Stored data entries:

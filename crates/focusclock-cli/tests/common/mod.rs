//! Common utilities for CLI E2E tests.

#![allow(dead_code)]

use std::io::Write;
use std::path::Path;
use std::process::{Command, Output, Stdio};

fn finish(output: Output) -> (String, String, i32) {
    let stdout = String::from_utf8_lossy(&output.stdout).to_string();
    let stderr = String::from_utf8_lossy(&output.stderr).to_string();
    let code = output.status.code().unwrap_or(-1);
    (stdout, stderr, code)
}

fn command(data_dir: &Path, args: &[&str]) -> Command {
    let mut cmd = Command::new(env!("CARGO_BIN_EXE_focusclock"));
    cmd.arg("--data-dir").arg(data_dir).args(args).env_remove("RUST_LOG");
    cmd
}

/// Invoke the binary against `data_dir` and return (stdout, stderr, exit code).
pub fn run_cli(data_dir: &Path, args: &[&str]) -> (String, String, i32) {
    let output = command(data_dir, args)
        .output()
        .expect("Failed to execute CLI command");
    finish(output)
}

/// Invoke the binary with `input` piped to stdin.
pub fn run_cli_with_input(data_dir: &Path, args: &[&str], input: &str) -> (String, String, i32) {
    let mut child = command(data_dir, args)
        .stdin(Stdio::piped())
        .stdout(Stdio::piped())
        .stderr(Stdio::piped())
        .spawn()
        .expect("Failed to spawn CLI command");
    child
        .stdin
        .take()
        .expect("stdin is piped")
        .write_all(input.as_bytes())
        .expect("Failed to write stdin");
    finish(child.wait_with_output().expect("Failed to wait for CLI"))
}

/// Invoke a CLI command and expect success.
pub fn run_cli_success(data_dir: &Path, args: &[&str]) -> String {
    let (stdout, stderr, code) = run_cli(data_dir, args);
    if code != 0 && !stderr.is_empty() {
        eprintln!("CLI error output: {}", stderr);
    }
    assert_eq!(code, 0, "CLI command failed with code {}: {:?}", code, args);
    stdout
}

/// Invoke a CLI command and expect failure.
pub fn run_cli_failure(data_dir: &Path, args: &[&str]) -> (String, String, i32) {
    let (stdout, stderr, code) = run_cli(data_dir, args);
    assert!(code != 0, "CLI command unexpectedly succeeded: {:?}", args);
    (stdout, stderr, code)
}

/// Parse JSON output from CLI.
pub fn parse_json(json: &str) -> serde_json::Value {
    serde_json::from_str(json).expect("Failed to parse JSON output")
}

/// Check if string contains substring
pub fn assert_contains(haystack: &str, needle: &str) {
    assert!(
        haystack.contains(needle),
        "Expected '{}' to contain '{}'",
        haystack,
        needle
    );
}
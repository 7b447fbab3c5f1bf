//! SQLite-backed key-value store.
//!
//! Holds the `settings` and `timerState` records in a single `kv` table,
//! normally at `<data dir>/focusclock.db`.

use std::path::Path;

use rusqlite::{params, Connection};

use super::KeyValueStore;
use crate::error::StorageError;

/// SQLite database for persisted application state.
pub struct Database {
    conn: Connection,
}

impl Database {
    /// Open (or create) the database at an explicit path.
    ///
    /// # Errors
    /// Returns an error if the file cannot be opened or migrated.
    pub fn open_at(path: &Path) -> Result<Self, StorageError> {
        let conn = Connection::open(path).map_err(|source| StorageError::OpenFailed {
            path: path.to_path_buf(),
            source,
        })?;
        let db = Self { conn };
        db.migrate()?;
        Ok(db)
    }

    /// Open an in-memory database.
    pub fn open_memory() -> Result<Self, StorageError> {
        let conn = Connection::open_in_memory()?;
        let db = Self { conn };
        db.migrate()?;
        Ok(db)
    }

    fn migrate(&self) -> Result<(), rusqlite::Error> {
        self.conn.execute_batch(
            "CREATE TABLE IF NOT EXISTS kv (
                key   TEXT PRIMARY KEY,
                value TEXT NOT NULL
            );",
        )?;
        Ok(())
    }

    pub fn kv_get(&self, key: &str) -> Result<Option<String>, rusqlite::Error> {
        let mut stmt = self.conn.prepare("SELECT value FROM kv WHERE key = ?1")?;
        let result = stmt.query_row(params![key], |row| row.get::<_, String>(0));
        match result {
            Ok(v) => Ok(Some(v)),
            Err(rusqlite::Error::QueryReturnedNoRows) => Ok(None),
            Err(e) => Err(e),
        }
    }

    pub fn kv_set(&self, key: &str, value: &str) -> Result<(), rusqlite::Error> {
        self.conn.execute(
            "INSERT OR REPLACE INTO kv (key, value) VALUES (?1, ?2)",
            params![key, value],
        )?;
        Ok(())
    }

    pub fn kv_delete(&self, key: &str) -> Result<(), rusqlite::Error> {
        self.conn.execute("DELETE FROM kv WHERE key = ?1", params![key])?;
        Ok(())
    }
}

impl KeyValueStore for Database {
    fn get(&self, key: &str) -> Result<Option<String>, StorageError> {
        Ok(self.kv_get(key)?)
    }

    fn set(&mut self, key: &str, value: &str) -> Result<(), StorageError> {
        Ok(self.kv_set(key, value)?)
    }

    fn delete(&mut self, key: &str) -> Result<(), StorageError> {
        Ok(self.kv_delete(key)?)
    }
}
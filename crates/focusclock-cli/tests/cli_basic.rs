//! Basic CLI E2E tests.
//!
//! Each test runs the built binary against its own temporary data directory.

mod common;

use common::*;
use tempfile::TempDir;

#[test]
fn test_timer_status_fresh() {
    let dir = TempDir::new().unwrap();
    let json = parse_json(&run_cli_success(dir.path(), &["timer", "status"]));
    assert_eq!(json["type"], "StateSnapshot");
    assert_eq!(json["mode"], "focus");
    assert_eq!(json["seconds_left"], 1500);
    assert_eq!(json["seconds_total"], 1500);
    assert_eq!(json["is_running"], false);
    assert_eq!(json["completed_focus_count"], 0);
}

#[test]
fn test_timer_reset() {
    let dir = TempDir::new().unwrap();
    let json = parse_json(&run_cli_success(dir.path(), &["timer", "reset"]));
    assert_eq!(json["type"], "TimerReset");
    assert_eq!(json["mode"], "focus");
    assert_eq!(json["seconds_left"], 1500);
}

#[test]
fn test_timer_clear() {
    let dir = TempDir::new().unwrap();
    run_cli_success(dir.path(), &["settings", "set", "--focus", "10"]);
    let json = parse_json(&run_cli_success(dir.path(), &["timer", "clear"]));
    assert_eq!(json["mode"], "focus");
    assert_eq!(json["seconds_left"], 600);
    assert_eq!(json["completed_focus_count"], 0);
}

#[test]
fn test_no_persist_uses_defaults() {
    let dir = TempDir::new().unwrap();
    run_cli_success(dir.path(), &["settings", "set", "--focus", "40"]);
    let json = parse_json(&run_cli_success(
        dir.path(),
        &["--no-persist", "timer", "status"],
    ));
    assert_eq!(json["seconds_left"], 1500);
}

#[test]
fn test_config_list() {
    let dir = TempDir::new().unwrap();
    let json = parse_json(&run_cli_success(dir.path(), &["config", "list"]));
    assert_eq!(json["notifications"]["enabled"], true);
    assert_eq!(json["logging"]["filter"], "warn");
}

#[test]
fn test_config_set_and_get() {
    let dir = TempDir::new().unwrap();
    let out = run_cli_success(dir.path(), &["config", "set", "notifications.bell", "false"]);
    assert_contains(&out, "ok");
    let out = run_cli_success(dir.path(), &["config", "get", "notifications.bell"]);
    assert_eq!(out.trim(), "false");
}

#[test]
fn test_config_invalid_value() {
    let dir = TempDir::new().unwrap();
    let (_, stderr, code) = run_cli_failure(dir.path(), &["config", "set", "notifications.bell", "maybe"]);
    assert_eq!(code, 1);
    assert_contains(&stderr, "notifications.bell");
}

#[test]
fn test_config_unknown_key() {
    let dir = TempDir::new().unwrap();
    let (_, stderr, _) = run_cli_failure(dir.path(), &["config", "get", "theme"]);
    assert_contains(&stderr, "theme");
}

#[test]
fn test_broken_config_is_reported() {
    let dir = TempDir::new().unwrap();
    std::fs::write(dir.path().join("config.toml"), "notifications = [").unwrap();

    let (stdout, stderr, code) = run_cli(dir.path(), &["timer", "status"]);
    assert_eq!(code, 0);
    assert_eq!(parse_json(&stdout)["mode"], "focus");
    assert_contains(&stderr, "config.toml");
    assert_contains(&stderr, "using default configuration");
}

#[test]
fn test_broken_config_reported_once_for_config_list() {
    let dir = TempDir::new().unwrap();
    std::fs::write(dir.path().join("config.toml"), "notifications = [").unwrap();

    let (stdout, stderr, code) = run_cli(dir.path(), &["config", "list"]);
    assert_eq!(code, 0);
    assert_eq!(parse_json(&stdout)["logging"]["filter"], "warn");
    assert_eq!(stderr.matches("config.toml").count(), 1, "{stderr}");
}

#[test]
fn test_config_reset() {
    let dir = TempDir::new().unwrap();
    run_cli_success(dir.path(), &["config", "set", "logging.filter", "debug"]);
    run_cli_success(dir.path(), &["config", "reset"]);
    let out = run_cli_success(dir.path(), &["config", "get", "logging.filter"]);
    assert_eq!(out.trim(), "warn");
}
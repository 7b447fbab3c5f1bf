use clap::Subcommand;
use focusclock_core::{Event, SilentNotifier};

use crate::context::Context;

#[derive(Subcommand)]
pub enum TimerAction {
    /// Print current timer state as JSON
    Status,
    /// Rewind the current phase to its full duration
    Reset,
    /// Abandon the current phase and start over from a fresh focus phase
    Clear,
}

fn print_event(event: &Event) -> Result<(), serde_json::Error> {
    let json = serde_json::to_string_pretty(event)?;
    println!("{json}");
    Ok(())
}

pub fn run(ctx: &Context, action: TimerAction) -> Result<(), Box<dyn std::error::Error>> {
    let mut session = ctx.open_session(Box::new(SilentNotifier));

    match action {
        TimerAction::Status => {
            print_event(&session.timer().state_snapshot())?;
        }
        TimerAction::Reset => {
            let event = session.reset();
            session.persist_timer_state();
            print_event(&event)?;
        }
        TimerAction::Clear => {
            session.clear_timer_state();
            print_event(&session.timer().state_snapshot())?;
        }
    }
    Ok(())
}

Problem to solve: Looking at the records above, please output exactly the lines that run from the one holding "state as JSON" to the final line, and only those.

Output of the exercise:
    /// Print current timer state as JSON
    Status,
    /// Rewind the current phase to its full duration
    Reset,
    /// Abandon the current phase and start over from a fresh focus phase
    Clear,
}

fn print_event(event: &Event) -> Result<(), serde_json::Error> {
    let json = serde_json::to_string_pretty(event)?;
    println!("{json}");
    Ok(())
}

pub fn run(ctx: &Context, action: TimerAction) -> Result<(), Box<dyn std::error::Error>> {
    let mut session = ctx.open_session(Box::new(SilentNotifier));

    match action {
        TimerAction::Status => {
            print_event(&session.timer().state_snapshot())?;
        }
        TimerAction::Reset => {
            let event = session.reset();
            session.persist_timer_state();
            print_event(&event)?;
        }
        TimerAction::Clear => {
            session.clear_timer_state();
            print_event(&session.timer().state_snapshot())?;
        }
    }
    Ok(())
}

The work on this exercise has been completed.